Managing IT systems and help desks is an increasingly challenging proposition. The complexity of systems—and ensuring that everything works correctly on a 24×7 basis—is overwhelming. What’s more, there’s a need to understand costs related to different tasks and services, and make strategic decisions about how to move forward.
“It’s necessary to maximize resources and deliver excellent service to everyone using IT systems,” explains Link Alander, vice chancellor and CIO at Lone Star College in Houston.
Lone Start College, which has about 100,000 students scattered across eight primary locations, has in the past struggled with the delivery of IT services and support. At one point, the school even turned to an outsourced provider to oversee in-house service management platforms.

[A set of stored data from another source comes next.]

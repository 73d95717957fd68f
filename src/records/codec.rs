//! Fixed-layout card file codecs.
//!
//! Each elementary file has a dedicated decode rule; the byte layouts
//! follow the 3GPP2 record formats (C.S0005 / C.S0065) bit for bit:
//!
//! - swapped-nibble BCD digit strings (ICCID)
//! - CDMA BCD digit strings (MDN)
//! - 10-bit packed MIN digit groups (IMSI_M)
//! - GSM 7-bit packed alphabet, Latin-1 and UTF-16 text (SPN)
//! - little-endian SID/NID pair lists (CDMAHOME)
//! - big-endian PRL version (EPRL header)
//!
//! Encoders exist for the digit and septet formats so round-trip
//! properties can be checked against the documented layouts.

use core::fmt::Write as _;

use crate::error::DecodeError;

/// Decoded digit string (IMSI/ICCID/MDN/MIN all fit in 20).
pub type DigitString = heapless::String<20>;

/// Decoded service-provider name.
pub type NameString = heapless::String<32>;

/// Two-letter ISO-639 language code.
pub type LangCode = [u8; 2];

// ───────────────────────────────────────────────────────────────
// Swapped-nibble BCD (ICCID)
// ───────────────────────────────────────────────────────────────

/// Decode a swapped-nibble BCD digit string.  Low nibble first; a 0xF
/// nibble (or any non-decimal nibble) terminates the string.
pub fn bcd_to_string(data: &[u8]) -> Result<DigitString, DecodeError> {
    let mut out = DigitString::new();
    'bytes: for byte in data {
        for nibble in [byte & 0x0F, (byte >> 4) & 0x0F] {
            if nibble > 9 {
                break 'bytes;
            }
            out.push((b'0' + nibble) as char)
                .map_err(|()| DecodeError::CapacityExceeded)?;
        }
    }
    Ok(out)
}

/// Encode decimal digits as swapped-nibble BCD, 0xF-padding an odd count.
pub fn string_to_bcd(digits: &str) -> Result<heapless::Vec<u8, 10>, DecodeError> {
    let mut out = heapless::Vec::new();
    let bytes = digits.as_bytes();
    let mut i = 0;
    while i < bytes.len() {
        let lo = digit_value(bytes[i])?;
        let hi = if i + 1 < bytes.len() {
            digit_value(bytes[i + 1])?
        } else {
            0x0F
        };
        out.push((hi << 4) | lo)
            .map_err(|_| DecodeError::CapacityExceeded)?;
        i += 2;
    }
    Ok(out)
}

fn digit_value(b: u8) -> Result<u8, DecodeError> {
    if b.is_ascii_digit() {
        Ok(b - b'0')
    } else {
        Err(DecodeError::InvalidDigits)
    }
}

// ───────────────────────────────────────────────────────────────
// CDMA BCD (MDN)
// ───────────────────────────────────────────────────────────────

/// Decode `num_digits` CDMA BCD digits starting at `offset`.  Per C.S0005
/// the digit '0' is encoded as 0b1010, so any nibble above 9 decodes as 0.
pub fn cdma_bcd_to_string(
    data: &[u8],
    offset: usize,
    num_digits: usize,
) -> Result<DigitString, DecodeError> {
    let needed = offset + num_digits.div_ceil(2);
    if data.len() < needed {
        return Err(DecodeError::Truncated);
    }
    let mut out = DigitString::new();
    let mut count = 0;
    let mut idx = offset;
    while count < num_digits {
        let byte = data[idx];
        for nibble in [byte & 0x0F, (byte >> 4) & 0x0F] {
            if count == num_digits {
                break;
            }
            let digit = if nibble > 9 { 0 } else { nibble };
            out.push((b'0' + digit) as char)
                .map_err(|()| DecodeError::CapacityExceeded)?;
            count += 1;
        }
        idx += 1;
    }
    Ok(out)
}

/// Encode decimal digits as CDMA BCD ('0' becomes 0b1010).
pub fn string_to_cdma_bcd(digits: &str) -> Result<heapless::Vec<u8, 10>, DecodeError> {
    let mut out = heapless::Vec::new();
    let bytes = digits.as_bytes();
    let mut i = 0;
    while i < bytes.len() {
        let lo = cdma_digit(bytes[i])?;
        let hi = if i + 1 < bytes.len() {
            cdma_digit(bytes[i + 1])?
        } else {
            0
        };
        out.push((hi << 4) | lo)
            .map_err(|_| DecodeError::CapacityExceeded)?;
        i += 2;
    }
    Ok(out)
}

fn cdma_digit(b: u8) -> Result<u8, DecodeError> {
    match b {
        b'0' => Ok(0x0A),
        b'1'..=b'9' => Ok(b - b'0'),
        _ => Err(DecodeError::InvalidDigits),
    }
}

/// Decode the MDN record (C.S0065 5.2.35): low nibble of byte 0 is the
/// digit count, digits follow as CDMA BCD.
pub fn decode_mdn(data: &[u8]) -> Result<DigitString, DecodeError> {
    if data.is_empty() {
        return Err(DecodeError::Truncated);
    }
    let digits = (data[0] & 0x0F) as usize;
    cdma_bcd_to_string(data, 1, digits)
}

// ───────────────────────────────────────────────────────────────
// GSM 7-bit packed alphabet
// ───────────────────────────────────────────────────────────────

/// Unpack `num_septets` 7-bit characters from `data` (LSB-first packing).
pub fn gsm7_unpack(data: &[u8], num_septets: usize) -> Result<NameString, DecodeError> {
    let mut out = NameString::new();
    for i in 0..num_septets {
        let bit = i * 7;
        let byte = bit / 8;
        let shift = bit % 8;
        if byte >= data.len() {
            return Err(DecodeError::Truncated);
        }
        let mut septet = u16::from(data[byte]) >> shift;
        if shift > 1 {
            if byte + 1 >= data.len() {
                return Err(DecodeError::Truncated);
            }
            septet |= u16::from(data[byte + 1]) << (8 - shift);
        }
        out.push(septet_to_char((septet & 0x7F) as u8))
            .map_err(|()| DecodeError::CapacityExceeded)?;
    }
    Ok(out)
}

/// Pack text into GSM 7-bit septets.  Only characters representable in the
/// basic alphabet are accepted.
pub fn gsm7_pack(text: &str) -> Result<heapless::Vec<u8, 32>, DecodeError> {
    let mut out = heapless::Vec::new();
    let n = text.chars().count();
    let total_bytes = (n * 7).div_ceil(8);
    out.resize(total_bytes, 0)
        .map_err(|()| DecodeError::CapacityExceeded)?;
    for (i, ch) in text.chars().enumerate() {
        let septet = u16::from(char_to_septet(ch)?);
        let bit = i * 7;
        let byte = bit / 8;
        let shift = bit % 8;
        out[byte] |= (septet << shift) as u8;
        if shift > 1 {
            out[byte + 1] |= (septet >> (8 - shift)) as u8;
        }
    }
    Ok(out)
}

/// Basic GSM alphabet, common subset.  Values that coincide with ASCII are
/// passed through; the handful of divergent positions we care about are
/// mapped explicitly, everything else becomes a space.
fn septet_to_char(septet: u8) -> char {
    match septet {
        0x00 => '@',
        0x02 => '$',
        0x11 => '_',
        0x20..=0x5A | 0x61..=0x7A => septet as char,
        _ => ' ',
    }
}

fn char_to_septet(ch: char) -> Result<u8, DecodeError> {
    match ch {
        '@' => Ok(0x00),
        '$' => Ok(0x02),
        '_' => Ok(0x11),
        ' '..='Z' | 'a'..='z' => Ok(ch as u8),
        _ => Err(DecodeError::UnsupportedEncoding),
    }
}

// ───────────────────────────────────────────────────────────────
// Service-provider name (C.S0065 5.2.32)
// ───────────────────────────────────────────────────────────────

/// CDMA user-data encoding identifiers used by EF_CSIM_SPN.
mod spn_encoding {
    pub const OCTET: u8 = 0x00;
    pub const SEVEN_BIT_ASCII: u8 = 0x02;
    pub const IA5: u8 = 0x03;
    pub const UNICODE_16: u8 = 0x04;
    pub const LATIN: u8 = 0x08;
    pub const GSM_7BIT: u8 = 0x09;
}

/// Decode EF_CSIM_SPN: returns the display-condition flag and the name.
/// Layout: byte 0 bit 0 = display condition, byte 1 = encoding, byte 2 =
/// language, bytes 3.. = up to 32 name bytes terminated by 0xFF filler.
pub fn decode_spn(data: &[u8]) -> Result<(bool, NameString), DecodeError> {
    if data.len() < 3 {
        return Err(DecodeError::Truncated);
    }
    let display_condition = (data[0] & 0x01) != 0;
    let encoding = data[1];

    let payload = &data[3..data.len().min(3 + 32)];
    let used = payload.iter().position(|b| *b == 0xFF).unwrap_or(payload.len());
    if used == 0 {
        return Ok((display_condition, NameString::new()));
    }
    let payload = &payload[..used];

    let name = match encoding {
        spn_encoding::OCTET | spn_encoding::LATIN => latin1_to_string(payload)?,
        spn_encoding::IA5 | spn_encoding::GSM_7BIT | spn_encoding::SEVEN_BIT_ASCII => {
            // Unpack from a zero-padded buffer so the trailing septet of an
            // unaligned name never reads past the payload.
            let mut padded = [0u8; 33];
            padded[..used].copy_from_slice(payload);
            gsm7_unpack(&padded, used * 8 / 7)?
        }
        spn_encoding::UNICODE_16 => utf16_to_string(payload)?,
        _ => return Err(DecodeError::UnsupportedEncoding),
    };
    Ok((display_condition, name))
}

fn latin1_to_string(data: &[u8]) -> Result<NameString, DecodeError> {
    let mut out = NameString::new();
    for b in data {
        out.push(*b as char)
            .map_err(|()| DecodeError::CapacityExceeded)?;
    }
    Ok(out)
}

fn utf16_to_string(data: &[u8]) -> Result<NameString, DecodeError> {
    let mut out = NameString::new();
    let units = data
        .chunks_exact(2)
        .map(|pair| u16::from_be_bytes([pair[0], pair[1]]));
    for ch in char::decode_utf16(units) {
        let ch = ch.map_err(|_| DecodeError::UnsupportedEncoding)?;
        out.push(ch).map_err(|()| DecodeError::CapacityExceeded)?;
    }
    Ok(out)
}

// ───────────────────────────────────────────────────────────────
// IMSI_M / MIN (C.S0065 5.2.2, C.S0005 2.3.1)
// ───────────────────────────────────────────────────────────────

/// Undo the +111 bias on a packed 3-digit MIN group.  Each correction
/// restores a digit that was encoded as 10 (the representation of '0').
fn adjust_min_digits(raw: u32) -> u32 {
    let mut d = raw + 111;
    if d % 10 == 0 {
        d -= 10;
    }
    if (d / 10) % 10 == 0 {
        d -= 100;
    }
    if (d / 100) % 10 == 0 {
        d -= 1000;
    }
    d
}

/// Decode the MIN from an IMSI_M record.  Returns `None` when the
/// provisioned flag (byte 7, bit 7) is clear.
pub fn decode_min(data: &[u8]) -> Result<Option<DigitString>, DecodeError> {
    if data.len() < 8 {
        return Err(DecodeError::Truncated);
    }
    if data[7] & 0x80 == 0 {
        return Ok(None);
    }

    let first3 = (u32::from(data[2] & 0x03) << 8) + u32::from(data[1]);
    let second3 = ((u32::from(data[5]) << 8) | u32::from(data[4])) >> 6;
    let mut digit7 = (data[4] >> 2) & 0x0F;
    if digit7 > 0x09 {
        digit7 = 0;
    }
    let last3 = (u32::from(data[4] & 0x03) << 8) | u32::from(data[3]);

    let mut out = DigitString::new();
    write!(
        out,
        "{:03}{:03}{}{:03}",
        adjust_min_digits(first3),
        adjust_min_digits(second3),
        digit7,
        adjust_min_digits(last3)
    )
    .map_err(|_| DecodeError::CapacityExceeded)?;
    Ok(Some(out))
}

// ───────────────────────────────────────────────────────────────
// CDMA home systems (C.S0065 5.2.8)
// ───────────────────────────────────────────────────────────────

pub type SystemIdList = heapless::Vec<u16, 8>;

/// Decode the home SID/NID pair list.  Each valid record is exactly
/// 5 bytes: SID as LE u16 at 0..2, NID as LE u16 at 2..4.  Records of any
/// other length are skipped.  An empty result is an error so the fields
/// stay absent rather than becoming empty lists.
pub fn decode_cdma_home<const R: usize>(
    records: &[heapless::Vec<u8, R>],
) -> Result<(SystemIdList, SystemIdList), DecodeError> {
    let mut sids = SystemIdList::new();
    let mut nids = SystemIdList::new();
    for rec in records {
        if rec.len() != 5 {
            continue;
        }
        let sid = u16::from_le_bytes([rec[0], rec[1]]);
        let nid = u16::from_le_bytes([rec[2], rec[3]]);
        sids.push(sid).map_err(|_| DecodeError::CapacityExceeded)?;
        nids.push(nid).map_err(|_| DecodeError::CapacityExceeded)?;
    }
    if sids.is_empty() {
        return Err(DecodeError::EmptyFile);
    }
    Ok((sids, nids))
}

/// Encode SID/NID pairs into 5-byte CDMAHOME records.
pub fn encode_cdma_home(
    sids: &[u16],
    nids: &[u16],
) -> heapless::Vec<heapless::Vec<u8, 16>, 8> {
    let mut out = heapless::Vec::new();
    for (sid, nid) in sids.iter().zip(nids) {
        let mut rec: heapless::Vec<u8, 16> = heapless::Vec::new();
        let _ = rec.extend_from_slice(&sid.to_le_bytes());
        let _ = rec.extend_from_slice(&nid.to_le_bytes());
        let _ = rec.push(0);
        let _ = out.push(rec);
    }
    out
}

// ───────────────────────────────────────────────────────────────
// PRL version (C.S0065 5.2.57, C.S0016 3.5.5)
// ───────────────────────────────────────────────────────────────

/// Extract the PRL version from the EPRL header: BE u16 at bytes 2..4.
pub fn decode_prl_version(data: &[u8]) -> Result<u16, DecodeError> {
    if data.len() <= 3 {
        return Err(DecodeError::Truncated);
    }
    Ok(u16::from_be_bytes([data[2], data[3]]))
}

// ───────────────────────────────────────────────────────────────
// Language preference tables
// ───────────────────────────────────────────────────────────────

pub type LangList = heapless::Vec<LangCode, 8>;

/// Map a CSIM EF_LI entry (C.S0065 5.2.26) to ISO-639.  Each entry is two
/// bytes; the second byte carries the language code.
pub fn decode_csim_languages(data: &[u8]) -> LangList {
    let mut out = LangList::new();
    for pair in data.chunks_exact(2) {
        let code: LangCode = match pair[1] {
            0x01 => *b"en",
            0x02 => *b"fr",
            0x03 => *b"es",
            0x04 => *b"ja",
            0x05 => *b"ko",
            0x06 => *b"zh",
            0x07 => *b"he",
            _ => *b"  ",
        };
        if out.push(code).is_err() {
            break;
        }
    }
    out
}

/// EF_PL (TS 102.221) already stores ISO-639 byte pairs.
pub fn decode_iso_languages(data: &[u8]) -> LangList {
    let mut out = LangList::new();
    for pair in data.chunks_exact(2) {
        if out.push([pair[0], pair[1]]).is_err() {
            break;
        }
    }
    out
}

// ───────────────────────────────────────────────────────────────
// IMSI validation
// ───────────────────────────────────────────────────────────────

/// An IMSI is MCC+MNC+MSIN: decimal, bounded length.
pub fn validate_imsi(imsi: &str, min_digits: usize, max_digits: usize) -> bool {
    imsi.len() >= min_digits
        && imsi.len() <= max_digits
        && imsi.bytes().all(|b| b.is_ascii_digit())
}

“We had a lot of different challenges, including high availability, quality of service and a need to be efficient with our dollars,” Alander recalls. “The problem was magnified by different locations using different systems, but an overall needed to deliver a consistent level of services.”
The community college system turned to ServiceNow, and it hasn’t looked back. It uses the vendor’s complete ITSM suite, Performance Analytics, and platform capabilities to build apps and extend the service model throughout the organization. The technology has helped automate manual processes and improve overall IT integration that spans call centers and IT support, human resources, the legal department and grants.
“Service quality has improved dramatically because we are able to track operations and performance through reporting and metrics,” Alander reports. “We are able to tie things back to contracts and costs per service.”
In fact, the initiative has helped shift project management from a patchwork of methodologies to a unified and highly focused approach. For example, the school can better track financial aid applications and case management tasks within human resources.
“We have deep views into data, and we’re able to tap reporting and analytics to better track performance and deliverables,” Alander says.
The initiative has clearly made the grade. Lone Star College has boosted customer satisfaction scores to 4.9 on a scale of 5. It also has trimmed the resolution time for service and support tasks from days to hours. In addition, the college has boosted on-time process performance from about 65 percent to 98 percent, while improving on-budget metrics from 85 percent to 96 percent.
“We have seen huge improvements in our quality of service,” Alander says. “It has been a complete game-changer.” Finally, the initiative has helped deliver critical data to senior college officials in a format they understand and can act on.
Alander reports that the initiative has been free of any major roadblocks or problems. Although the IT team encountered a few change management issues, staff and users have adapted, and the organization has advanced. What’s more, the college continues to roll out capabilities and features to other functions and departments.
“This framework has served as a major asset for the IT department,” Alander says. “It has helped the organization achieve business and IT excellence.”